There’s more: A Republican congressman is introducing legislation banning the Census Bureau from collecting demographic and economic data, despite their critical importance to both public and private agencies. House Republicans have managed to restrain the National Science Foundation from doing social science research; and one of them (a Texan!) has proposed subjecting ALL research to Congressional approval, as opposed to scientific peer review. Bye-bye small government, hello Politburo! 
Everyone tends to ignore, let’s call them, inconvenient truths. But there’s only one political party methodically preventing them from being known, while characterizing intellectualism and quality education as some sort of fey elitism. From their propagandists of the airwaves to their elected officials, hiding the truth and making up falsehoods (reeducation camps! birth certificates! jihadists in the White House!) isn’t the occasional outlier, it’s the factory setting. Plan A: suffocate unwelcome information at birth; Plan B: block new facts from conception. In what way is this conservatism? How do thoughtful conservatives rationalize associating with a party that aggressively expurgates knowledge? If it bothers them, why aren’t they saying so? These aren’t made-up accusations; they’re visible to the naked eye. Where’s the outrage? Or embarrassment. 
Throughout the country, public education is under attack by Republican legislatures (some calling it “mind control”), cutting funding, seeking to give religious beliefs equal time in science classes. (Fun project: Search “4th grade science quiz dinosaur.” Then define “mind control.”) The charter schools movement threatens to become a Trojan horse for public funding of retrogressive or religious education (happily, the Louisiana Supreme Court just declared Bobby Jindal’s plan unconstitutional), producing kids deliberately taught not to think. (Texas out-bagged that cat.) It’s as if Republicans have concluded that informed people will no longer vote for them. 
And here’s the irony: neither recognizing nor acknowledging it, today’s Know Nothing Party counts on liberals to save them from themselves.

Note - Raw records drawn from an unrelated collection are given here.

/// A message in a conversation with an LLM.
#[derive(Debug, Clone, Serialize, Deserialize)]
pub struct Message {
    /// Role of the message sender (e.g., "system", "user", "assistant").
    pub role: String,
    /// Content of the message.
    pub content: String,
}

impl Message {
    /// Create a new system message.
    pub fn system(content: impl Into<String>) -> Self {
        Self {
            role: "system".to_string(),
            content: content.into(),
        }
    }

    /// Create a new user message.
    pub fn user(content: impl Into<String>) -> Self {
        Self {
            role: "user".to_string(),
            content: content.into(),
        }
    }

    /// Create a new assistant message.
    pub fn assistant(content: impl Into<String>) -> Self {
        Self {
            role: "assistant".to_string(),
            content: content.into(),
        }
    }
}

/// Request for text generation from an LLM.
#[derive(Debug, Clone, Serialize, Deserialize)]
pub struct GenerationRequest {
    /// Model identifier to use for generation.
    pub model: String,
    /// Conversation messages.
    pub messages: Vec<Message>,
    /// Sampling temperature (0.0 - 2.0). Higher values = more random.
    #[serde(skip_serializing_if = "Option::is_none")]
    pub temperature: Option<f64>,
    /// Maximum number of tokens to generate.
    #[serde(skip_serializing_if = "Option::is_none")]
    pub max_tokens: Option<u32>,
    /// Nucleus sampling parameter (0.0 - 1.0).
    #[serde(skip_serializing_if = "Option::is_none")]
    pub top_p: Option<f64>,
}

impl GenerationRequest {
    /// Create a new generation request with default parameters.
    pub fn new(model: impl Into<String>, messages: Vec<Message>) -> Self {
        Self {
            model: model.into(),
            messages,
            temperature: None,
            max_tokens: None,
            top_p: None,
        }
    }

    /// Set the temperature for this request.
    pub fn with_temperature(mut self, temperature: f64) -> Self {
        self.temperature = Some(temperature);
        self
    }

    /// Set the max tokens for this request.
    pub fn with_max_tokens(mut self, max_tokens: u32) -> Self {
        self.max_tokens = Some(max_tokens);
        self
    }

    /// Set the top_p for this request.
    pub fn with_top_p(mut self, top_p: f64) -> Self {
        self.top_p = Some(top_p);
        self
    }
}

/// Response from an LLM generation request.
#[derive(Debug, Clone, Serialize, Deserialize)]
pub struct GenerationResponse {
    /// Unique identifier for this response.
    pub id: String,
    /// Model that generated this response.
    pub model: String,
    /// Generated choices/completions.
    pub choices: Vec<Choice>,
    /// Token usage statistics.
    pub usage: Usage,
}

impl GenerationResponse {
    /// Get the content of the first choice, if available.
    pub fn first_content(&self) -> Option<&str> {
        self.choices.first().map(|c| c.message.content.as_str())
    }
}

/// A single generated choice from the LLM.
#[derive(Debug, Clone, Serialize, Deserialize)]
pub struct Choice {
    /// Index of this choice in the response.
    pub index: u32,
    /// Generated message.
    pub message: Message,
    /// Reason the generation stopped (e.g., "stop", "length").
    pub finish_reason: String,
}

/// Token usage statistics for a generation request.
#[derive(Debug, Clone, Serialize, Deserialize)]
pub struct Usage {
    /// Number of tokens in the prompt.
    pub prompt_tokens: u32,
    /// Number of tokens generated.
    pub completion_tokens: u32,
    /// Total tokens used.
    pub total_tokens: u32,
}

/// Trait for LLM providers that can generate text.
///
/// The workflow injects each model role as an `Arc<dyn LlmProvider>`; tests
/// substitute scripted mocks.
#[async_trait]
pub trait LlmProvider: Send + Sync {
    /// Generate a response for the given request.
    async fn generate(&self, request: GenerationRequest) -> Result<GenerationResponse, LlmError>;
}
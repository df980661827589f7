//! LLM integration for codeloop.
//!
//! This module provides the provider trait the workflow's model roles are
//! injected behind and a client for OpenAI-compatible chat-completions
//! endpoints.
//!
//! ```ignore
//! use codeloop::llm::{ChatCompletionsClient, GenerationRequest, Message};
//!
//! let client = ChatCompletionsClient::from_env()?;
//! let request = GenerationRequest::new(
//!     "",
//!     vec![
//!         Message::system("You are an excellent Python programmer."),
//!         Message::user("Write a function that reverses a string."),
//!     ],
//! );
//! let response = client.generate(request).await?;
//! ```

pub mod client;

pub use client::{
    ChatCompletionsClient, Choice, GenerationRequest, GenerationResponse, LlmProvider, Message,
    Usage, DEFAULT_MODEL,
};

Because it sure won’t be products of their redaction-based education, or people they’ve blocked from knowing stuff, who discover a cure for cancer, who solve our energy problems, negotiate a treaty, or make the next technological leap. As long as there are liberals who value education and respect science, today’s Republicans can indulge their culture of censorship and denial, while the rest of us strive to secure the future for everyone, against the tide, facing facts.